The Coronavirus Immunotherapy Consortium (CoVIC), an academic-industry, non-profit collaborative research effort, has analyzed antibodies to SARS-CoV-2 that may offer an advantage over traditional antibodies. Originally discovered by Twist Bioscience, the antibodies were found to have potent effects on multiple SARS-CoV-2 variants.

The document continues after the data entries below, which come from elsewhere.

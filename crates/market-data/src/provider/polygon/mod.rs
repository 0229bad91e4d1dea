//! Polygon.io market data provider implementation.
//!
//! Endpoints used:
//! - `/v2/aggs/ticker/{symbol}/prev` for the latest quote (previous session bar)
//! - `/v2/aggs/ticker/{symbol}/range/{multiplier}/{timespan}/{from}/{to}` for bars
//!
//! Polygon free tier is limited to 5 API calls per minute.

use std::time::Duration;

use async_trait::async_trait;
use chrono::{DateTime, Duration as ChronoDuration, TimeZone, Utc};
use log::debug;
use reqwest::Client;
use rust_decimal::Decimal;
use serde::Deserialize;

use crate::config::ProviderConfig;
use crate::errors::MarketDataError;
use crate::models::{
    change_percent, normalize_series, DataKind, HistoricalPoint, Interval, Quote,
};
use crate::provider::{MarketDataProvider, ProviderCapabilities, RateLimit};

pub const BASE_URL: &str = "https://api.polygon.io";
pub const MIN_INTERVAL: Duration = Duration::from_secs(12);
const PROVIDER_ID: &str = "POLYGON";

/// Calendar days requested for intraday bars.
const INTRADAY_LOOKBACK_DAYS: i64 = 5;
/// Calendar days requested for daily bars.
const DAILY_LOOKBACK_DAYS: i64 = 180;

// ============================================================================
// API Response Structures
// ============================================================================

/// Aggregates response shared by /prev and /range.
#[derive(Debug, Deserialize)]
#[serde(rename_all = "camelCase")]
struct AggsResponse {
    status: Option<String>,
    #[serde(default)]
    results_count: Option<u64>,
    #[serde(default)]
    results: Vec<AggBar>,
    error: Option<String>,
    message: Option<String>,
}

#[derive(Debug, Deserialize)]
struct AggBar {
    /// Open
    o: f64,
    /// High
    h: f64,
    /// Low
    l: f64,
    /// Close
    c: f64,
    /// Volume (may be fractional for some tickers)
    #[serde(default)]
    v: f64,
    /// Bar start, epoch millis
    t: i64,
}

// ============================================================================
// PolygonProvider
// ============================================================================

/// Polygon.io market data provider.
pub struct PolygonProvider {
    client: Client,
    config: ProviderConfig,
}

impl PolygonProvider {
    pub fn new(config: ProviderConfig) -> Self {
        let client = Client::builder()
            .timeout(config.timeout)
            .build()
            .unwrap_or_else(|_| Client::new());

        Self { client, config }
    }

    async fn fetch(&self, path: &str, params: &[(&str, &str)]) -> Result<String, MarketDataError> {
        let mut all_params: Vec<(&str, &str)> = params.to_vec();
        all_params.push(("apiKey", self.config.api_key.as_str()));

        let url = reqwest::Url::parse_with_params(
            &format!("{}{}", self.config.base_url, path),
            &all_params,
        )
        .map_err(|e| MarketDataError::ProviderError {
            provider: PROVIDER_ID.to_string(),
            message: format!("Failed to build URL: {}", e),
        })?;

        debug!(
            "Polygon request: {}",
            url.as_str().replace(&self.config.api_key, "***")
        );

        let response = self.client.get(url).send().await.map_err(|e| {
            if e.is_timeout() {
                MarketDataError::Timeout {
                    provider: PROVIDER_ID.to_string(),
                }
            } else {
                MarketDataError::ProviderError {
                    provider: PROVIDER_ID.to_string(),
                    message: format!("Request failed: {}", e),
                }
            }
        })?;

        let status = response.status();

        if status == reqwest::StatusCode::TOO_MANY_REQUESTS {
            return Err(MarketDataError::RateLimited {
                provider: PROVIDER_ID.to_string(),
            });
        }

        if status == reqwest::StatusCode::UNAUTHORIZED || status == reqwest::StatusCode::FORBIDDEN {
            return Err(MarketDataError::ProviderError {
                provider: PROVIDER_ID.to_string(),
                message: "Invalid or missing API key".to_string(),
            });
        }

        if !status.is_success() {
            return Err(MarketDataError::ProviderError {
                provider: PROVIDER_ID.to_string(),
                message: format!("HTTP {}", status),
            });
        }

        response
            .text()
            .await
            .map_err(|e| MarketDataError::ProviderError {
                provider: PROVIDER_ID.to_string(),
                message: format!("Failed to read response: {}", e),
            })
    }

    /// Polygon's (multiplier, timespan) pair for an interval.
    fn range_params(interval: Interval) -> (u32, &'static str) {
        match interval {
            Interval::OneMinute => (1, "minute"),
            Interval::FiveMinutes => (5, "minute"),
            Interval::FifteenMinutes => (15, "minute"),
            Interval::ThirtyMinutes => (30, "minute"),
            Interval::Hourly => (1, "hour"),
            Interval::Daily => (1, "day"),
        }
    }

    /// `from`/`to` dates (YYYY-MM-DD) covering the lookback for an interval.
    fn date_range(interval: Interval, now: DateTime<Utc>) -> (String, String) {
        let days = if interval.is_intraday() {
            INTRADAY_LOOKBACK_DAYS
        } else {
            DAILY_LOOKBACK_DAYS
        };
        let from = now - ChronoDuration::days(days);
        (
            from.format("%Y-%m-%d").to_string(),
            now.format("%Y-%m-%d").to_string(),
        )
    }

    fn to_decimal(value: f64) -> Option<Decimal> {
        Decimal::try_from(value).ok()
    }

    fn parse_aggs(text: &str, symbol: &str) -> Result<Vec<AggBar>, MarketDataError> {
        let response: AggsResponse = serde_json::from_str(text)
            .map_err(|e| MarketDataError::parse(PROVIDER_ID, "aggregates", e))?;

        match response.status.as_deref() {
            Some("ERROR") | Some("NOT_AUTHORIZED") => {
                return Err(MarketDataError::ProviderError {
                    provider: PROVIDER_ID.to_string(),
                    message: response
                        .error
                        .or(response.message)
                        .unwrap_or_else(|| "Unknown error".to_string()),
                });
            }
            _ => {}
        }

        if response.results_count == Some(0) || response.results.is_empty() {
            return Err(MarketDataError::NoData {
                provider: PROVIDER_ID.to_string(),
                symbol: symbol.to_string(),
            });
        }

        Ok(response.results)
    }

    /// Map a /prev body to a Quote. Change is measured against the session open.
    fn parse_prev_quote(text: &str, symbol: &str) -> Result<Quote, MarketDataError> {
        let bars = Self::parse_aggs(text, symbol)?;
        let bar = bars.last().ok_or_else(|| MarketDataError::NoData {
            provider: PROVIDER_ID.to_string(),
            symbol: symbol.to_string(),
        })?;

        let invalid = |field: &str, value: f64| MarketDataError::ValidationFailed {
            message: format!("Invalid {} from Polygon: {}", field, value),
        };

        let price = Self::to_decimal(bar.c).ok_or_else(|| invalid("close", bar.c))?;
        let open = Self::to_decimal(bar.o).ok_or_else(|| invalid("open", bar.o))?;
        let change = price - open;

        Ok(Quote {
            symbol: symbol.to_string(),
            price,
            change,
            change_percent: change_percent(change, open),
            volume: Some(bar.v.max(0.0).round() as u64),
            high: Self::to_decimal(bar.h).unwrap_or(price),
            low: Self::to_decimal(bar.l).unwrap_or(price),
            open,
            previous_close: open,
            timestamp: Utc
                .timestamp_millis_opt(bar.t)
                .single()
                .unwrap_or_else(Utc::now),
            source: PROVIDER_ID.to_string(),
        })
    }

    /// Map a /range body to an ascending series.
    fn parse_range(text: &str, symbol: &str) -> Result<Vec<HistoricalPoint>, MarketDataError> {
        let bars = Self::parse_aggs(text, symbol)?;

        let points: Vec<HistoricalPoint> = bars
            .iter()
            .filter_map(|bar| {
                Some(HistoricalPoint {
                    timestamp: Utc.timestamp_millis_opt(bar.t).single()?,
                    open: Self::to_decimal(bar.o)?,
                    high: Self::to_decimal(bar.h)?,
                    low: Self::to_decimal(bar.l)?,
                    close: Self::to_decimal(bar.c)?,
                    volume: bar.v.max(0.0).round() as u64,
                })
            })
            .collect();

        if points.is_empty() {
            return Err(MarketDataError::NoData {
                provider: PROVIDER_ID.to_string(),
                symbol: symbol.to_string(),
            });
        }

        Ok(normalize_series(points))
    }

    fn missing_credentials() -> MarketDataError {
        MarketDataError::MissingCredentials {
            provider: PROVIDER_ID.to_string(),
        }
    }
}

// ============================================================================
// MarketDataProvider Implementation
// ============================================================================

#[async_trait]
impl MarketDataProvider for PolygonProvider {
    fn id(&self) -> &'static str {
        PROVIDER_ID
    }

    fn priority(&self) -> u8 {
        3
    }

    fn capabilities(&self) -> ProviderCapabilities {
        ProviderCapabilities {
            data_kinds: &[DataKind::Quote, DataKind::Historical],
        }
    }

    fn rate_limit(&self) -> RateLimit {
        RateLimit {
            min_interval: self.config.min_interval,
        }
    }

    fn has_credentials(&self) -> bool {
        self.config.has_credentials()
    }

    async fn get_quote(&self, symbol: &str) -> Result<Quote, MarketDataError> {
        if !self.has_credentials() {
            return Err(Self::missing_credentials());
        }

        debug!("Fetching previous session bar for {} from Polygon", symbol);
        let path = format!("/v2/aggs/ticker/{}/prev", symbol);
        let text = self.fetch(&path, &[("adjusted", "true")]).await?;
        Self::parse_prev_quote(&text, symbol)
    }

    async fn get_historical(
        &self,
        symbol: &str,
        interval: Interval,
    ) -> Result<Vec<HistoricalPoint>, MarketDataError> {
        if !self.has_credentials() {
            return Err(Self::missing_credentials());
        }

        let (multiplier, timespan) = Self::range_params(interval);
        let (from, to) = Self::date_range(interval, Utc::now());
        let path = format!(
            "/v2/aggs/ticker/{}/range/{}/{}/{}/{}",
            symbol, multiplier, timespan, from, to
        );

        let params = [("adjusted", "true"), ("sort", "asc"), ("limit", "5000")];
        let text = self.fetch(&path, &params).await?;
        let points = Self::parse_range(&text, symbol)?;

        debug!(
            "Polygon: fetched {} {} bars for {}",
            points.len(),
            interval,
            symbol
        );

        Ok(points)
    }
}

One antibody candidate TB202-3 (CoVIC-094), demonstrated binding to diverse SARS-CoV-2 variant mutations, including strains with the E484K, N501Y, D614G, Y453F, and K417N mutations in pseudovirus assays, indicating this therapeutic antibody may be effective in treating many strains of COVID-19.
The results are published in Science, in the article, “Defining variant-resistant epitopes targeted by SARS-CoV-2 antibodies: A global consortium study.”
CoVIC used high-throughput surface plasmon resonance analysis and cryo-EM structural determination, sorting antibodies that react within the SARS-CoV-2 receptor-binding domain (RBD) into 7 different “communities” (RBD-1 through RBD-7). Antibodies in the RBD-4 community bind to the outer face of the RBD and can do so in either the “up” or “down” RBD conformation. Monoclonal antibodies that target RBD-4 bind towards the outer edge of the receptor-binding motif and can block binding to ACE2 on human cells, the entry point for the virus. Select properties of RBD-4 antibodies indicate they may have increased potency against the virus.
COVID-19 continues to evolve, spurring additional mutations and viral strains. TB202-3 binds to a majority of known mutations, with the exception of the L452R mutation present in the Delta and Epsilon variants. Twist developed a new VHH single domain antibody, TB339-031, with a similar structure and potency to TB202-3, which also binds and neutralizes the Delta and Epsilon variants, and that is now advancing through late-stage discovery and validation testing.
“Applying our proprietary drug discovery and optimization platform, we identified and advanced TB202-3 through preclinical studies and submitted this antibody to CoVIC for comprehensive testing in comparison to others,” said Emily Leproust, PhD, CEO and co-founder of Twist Bioscience. “With the continuous emergence of variant strains of SARS-CoV-2, antibodies that bind to regions away from the areas of frequent mutation will be critical to the ongoing global response. While broad-spectrum is a term used most often in relation to antibiotics, it applies here to Twist’s antibodies, as they show efficacy in neutralizing a wide range of SARS-CoV-2 variants.”
“These comprehensive results show that TB202-3 may be more resistant to receptor-driven selection pressure and Twist antibodies may work therapeutically against emerging SARS-CoV-2 variants,” continued Leproust. “In addition to binding location and neutralization efficacy, due to its small size, selectivity, and preclinical efficacy, Twist antibodies may offer an advantage over traditional antibodies as they can be an integral component of a bispecific antibody or can be used with other antibodies. COVID-19 infection continues to spread throughout the world, and new therapeutic options will be required to treat emerging variants.”
Previous studies of TB202-3, a single domain VHH “nanobody,” demonstrated protection against weight loss, a key indicator of disease severity, at the lowest dose of 1 mg/kg in a preclinical hamster challenge model. Immunosuppressed animals were given 1, 5, or 10 mg/kg of each of the Twist antibodies and were assessed for weight loss. Animals treated with all doses of TB202-3 were protected against weight loss, whereas control animals lost a mean of 11.7% of their body weight. Validation and late-stage discovery studies continue for TB339-031.
With VHH-based antibodies able to exhibit pharmaceutically-relevant properties comparable to IgGs, they are a promising therapeutic with several advantages over their bulkier, more complex counterparts. They are also more thermally and chemically stable, making VHH-based therapeutics good candidates to address respiratory infections, administered by inhaler directly to the respiratory tract where the infection is concentrated. In addition, the small size simplifies the manufacturing of VHH antibodies.